A look at the prepared remarks of Pope Francis which he’ll deliver at the White House reveals his thoughts on climate change (and interestingly, “air pollution”):
Mr. President, I find it encouraging that you are proposing an initiative for reducing air pollution. Accepting the urgency, it seems clear to me also that climate change is a problem which can no longer be left to a future generation. When it comes to the care of our “common home,” we are living at a critical moment of history. We still have time to make the changes needed to bring about “a sustainable and integral development, for we know that things can change” (Laudato Si’, 13).
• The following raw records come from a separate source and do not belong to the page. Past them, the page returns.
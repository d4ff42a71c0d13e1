//! `choregen catalog` commands: browse and inspect the template catalog.

use anyhow::{Context, Result};
use uuid::Uuid;

use choregen_core::catalog::{
    AgeBand, Period, TemplateCatalog, TemplateCategory, TemplateFilter,
};

use crate::CatalogListArgs;

/// Build a [`TemplateFilter`] from the parsed CLI arguments.
fn build_filter(args: &CatalogListArgs) -> Result<TemplateFilter> {
    let mut filter = TemplateFilter::default();

    for band in &args.age {
        let parsed: AgeBand = band
            .parse()
            .with_context(|| format!("invalid age band: {band} (expected e.g. 3-6)"))?;
        filter.age_bands.push(parsed);
    }
    for period in &args.period {
        let parsed: Period = period
            .parse()
            .with_context(|| format!("invalid period: {period}"))?;
        filter.periods.push(parsed);
    }
    for category in &args.category {
        let parsed: TemplateCategory = category
            .parse()
            .with_context(|| format!("invalid category: {category}"))?;
        filter.categories.push(parsed);
    }
    filter.recurring = args.recurring_filter();
    filter.search = args.search.clone();
    filter.min_weight = args.min_weight;
    filter.max_weight = args.max_weight;
    filter.critical = args.critical;
    filter.page = args.page;
    filter.limit = args.limit;

    Ok(filter)
}

/// List templates matching the filter, weight-descending.
pub fn run_list(catalog: &TemplateCatalog, args: &CatalogListArgs) -> Result<()> {
    let filter = build_filter(args)?;
    let page = catalog.filter(&filter);

    if page.is_empty() {
        println!("No templates match the filter.");
        return Ok(());
    }

    println!(
        "{:<38} {:<32} {:<10} {:>6} {:>9} {:<10}",
        "ID", "TITLE", "CATEGORY", "WEIGHT", "AGE (MO)", "PERIOD"
    );
    println!("{}", "-".repeat(110));
    for t in &page {
        let title_display = truncate_title(&t.title, 30);
        println!(
            "{:<38} {:<32} {:<10} {:>6} {:>4}-{:<4} {:<10}",
            t.id, title_display, t.category, t.weight, t.age_min_months, t.age_max_months, t.period
        );
    }

    Ok(())
}

/// Shorten a title to at most `max_chars` characters, appending `...` when
/// anything was cut. Counts characters, not bytes, so multi-byte titles
/// (umlauts, accents) never split mid-character.
fn truncate_title(title: &str, max_chars: usize) -> String {
    if title.chars().count() <= max_chars {
        return title.to_owned();
    }
    let kept: String = title.chars().take(max_chars.saturating_sub(3)).collect();
    format!("{kept}...")
}

/// Show one template in full.
pub fn run_show(catalog: &TemplateCatalog, template_id_str: &str) -> Result<()> {
    let id = Uuid::parse_str(template_id_str)
        .with_context(|| format!("invalid template ID: {template_id_str}"))?;
    let t = catalog
        .get(id)
        .with_context(|| format!("template {id} not found in catalog"))?;

    println!("Template: {} ({})", t.title, t.id);
    println!("Category: {}", t.category);
    if let Some(sub) = &t.subcategory {
        println!("Subcategory: {sub}");
    }
    if let Some(desc) = &t.description {
        println!("Description: {desc}");
    }
    println!("Country: {}", t.country);
    println!("Age range: {}-{} months", t.age_min_months, t.age_max_months);
    println!("Weight: {}{}", t.weight, if t.is_critical() { " (critical)" } else { "" });
    println!("Lead time: {} days before deadline", t.days_before_deadline);
    println!("Period: {}", t.period);
    println!(
        "Recurrence: {}",
        choregen_core::recurrence::label(t.recurrence.as_ref())
    );
    println!("Active: {}", t.is_active);

    Ok(())
}

/// Print catalog-wide statistics.
pub fn run_stats(catalog: &TemplateCatalog) -> Result<()> {
    let stats = catalog.statistics();

    println!("Templates: {} total, {} active", stats.total, stats.active);
    println!();
    println!("By category:");
    for (category, count) in &stats.per_category {
        println!("  {category:<12} {count}");
    }
    println!();
    println!("By period:");
    for (period, count) in &stats.per_period {
        println!("  {period:<12} {count}");
    }

    Ok(())
}
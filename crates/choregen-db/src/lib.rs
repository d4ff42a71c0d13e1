//! PostgreSQL persistence for choregen.
//!
//! The central table is `generated_tasks` -- the generation ledger. Its
//! unique index on `generation_key` is the mechanism that makes repeated or
//! concurrent generation sweeps safe: inserting an already-generated key is
//! detected as a conflict and reported as "already generated", never as an
//! error. See [`queries::ledger::insert_if_absent`].

pub mod config;
pub mod models;
pub mod pool;
pub mod queries;
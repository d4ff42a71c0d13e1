//! Query functions, one module per table group.

pub mod children;
pub mod ledger;
pub mod settings;
pub mod tasks;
Such change demands on our part a serious and responsible recognition not only of the kind of world we may be leaving to our children, but also to the millions of people living under a system which has overlooked them. Our common home has been part of this group of the excluded which cries out to heaven and which today powerfully strikes our homes, our cities and our societies. To use a telling phrase of the Reverend Martin Luther King, we can say that we have defaulted on a promissory note and now is the time to honor it.
We know by faith that “the Creator does not abandon us; he never forsakes his loving plan or repents of having created us. Humanity still has the ability to work together in building our common home” (Laudato Si’, 13). As Christians inspired by this certainty, we wish to commit ourselves to the conscious and responsible care of our common home.
Although some would see the remarks as fairly benign, the key is to how they’ll be spun here (and elsewhere) to further a political agenda that says government must act now to forestall the ill effects of (man-made) climate change on our “common house”.
We all know we’re going to see these words over and over again in the coming weeks and months as the administration attempts to further its attempts to convince a skeptical public that climate change is both real, a product of man, and something that can be effected by government action (and taxes on you). Ironically, such action, if instituted, would likely effect the poor of the world the most.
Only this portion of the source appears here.